KP not getting funds to fight terror: finance adviser

Muzzammil maintained that financial position of KP government was at its best keeping in view last 76 years

By Bureau report
September 04, 2024
Adviser to KP Chief Minister on Finance Muzzammil Aslam seen in this image. — X/@MuzzammilAslam3/File
Adviser to KP Chief Minister on Finance Muzzammil Aslam seen in this image. — X/@MuzzammilAslam3/File

PESHAWAR: Rejecting the claim of the federal government that inflation rate had dropped to a single digit, Adviser to Chief Minister on Finance Muzzammil Aslam on Tuesday said it had in fact increased by 36 percent in the last one year.

Speaking at a press conference here, he said the price of onions had increased by 144 percent, vegetables by 57 percent, pulses by 23 percent and meat by 21 percent.

Muzzammil Aslam believed that Prime Minister Shehbaz Sharif was doing injustice to Khyber Pakhtunkhwa. He said the prime minister announced additional funds for Balochistan to fight terrorism. However, he said the funds would be given from the National Finance Commission whereas Khyber Pakhtunkhwa, which was badly hit by terrorism, was getting no grant.

He maintained that the financial position of the Khyber Pakhtunkhwa government was at its best keeping in view the last 76 years. He said the federal government had collected less tax amounting Rs98 billion in August hence Khyber Pakhtunkhwa would get over Rs8 billion less funds.
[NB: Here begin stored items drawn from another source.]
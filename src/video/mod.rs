//! Vormats video transcripts

pub mod client;
pub mod links;

pub use client::{SubtitleMeta, TranscriptSource, VideoClient, select_subtitles};
pub use links::extract_story_id;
The adviser said that at a time when the economy was faltering, the Khyber Pakhtunkhwa government collected Rs7 billion in taxes in the first two months with an increase of 44 percent. He said that the provincial government reduced sales tax from 15 percent to 13 percent while property taxes were halved.

Muzzammil Aslam said that federal budgets were not sustainable as the figures shared with the media later turned out to be wrong.

He said that in the last 20 years, not a single federal budget came out right. He said the provinces prepared the budget by looking at the federal tax collection targets.

On the instructions of the International Monetary Fund (IMF), the federal government announced a tax target of Rs12,900 billion, he said, adding that even the Federal Board of Revenue was not confident to achieve it.

The advisor on finance said that after Punjab’s government power subsidy for two months, the prime minister advised the provinces to do the same, which was against the IMF’s MoU signed by the provinces.

Commenting on reports that the federal government was planning to deduct funds from the provinces to provide an electricity subsidy of Rs2800 billion, he said that Rs231 billion would be deducted from Khyber Pakhtunkhwa.

With this amount only Rs6 unit relief is given to the whole of Pakistan, he added. “We believe that for Rs6 per unit subsidy, only Rs600 billion are needed,” he added.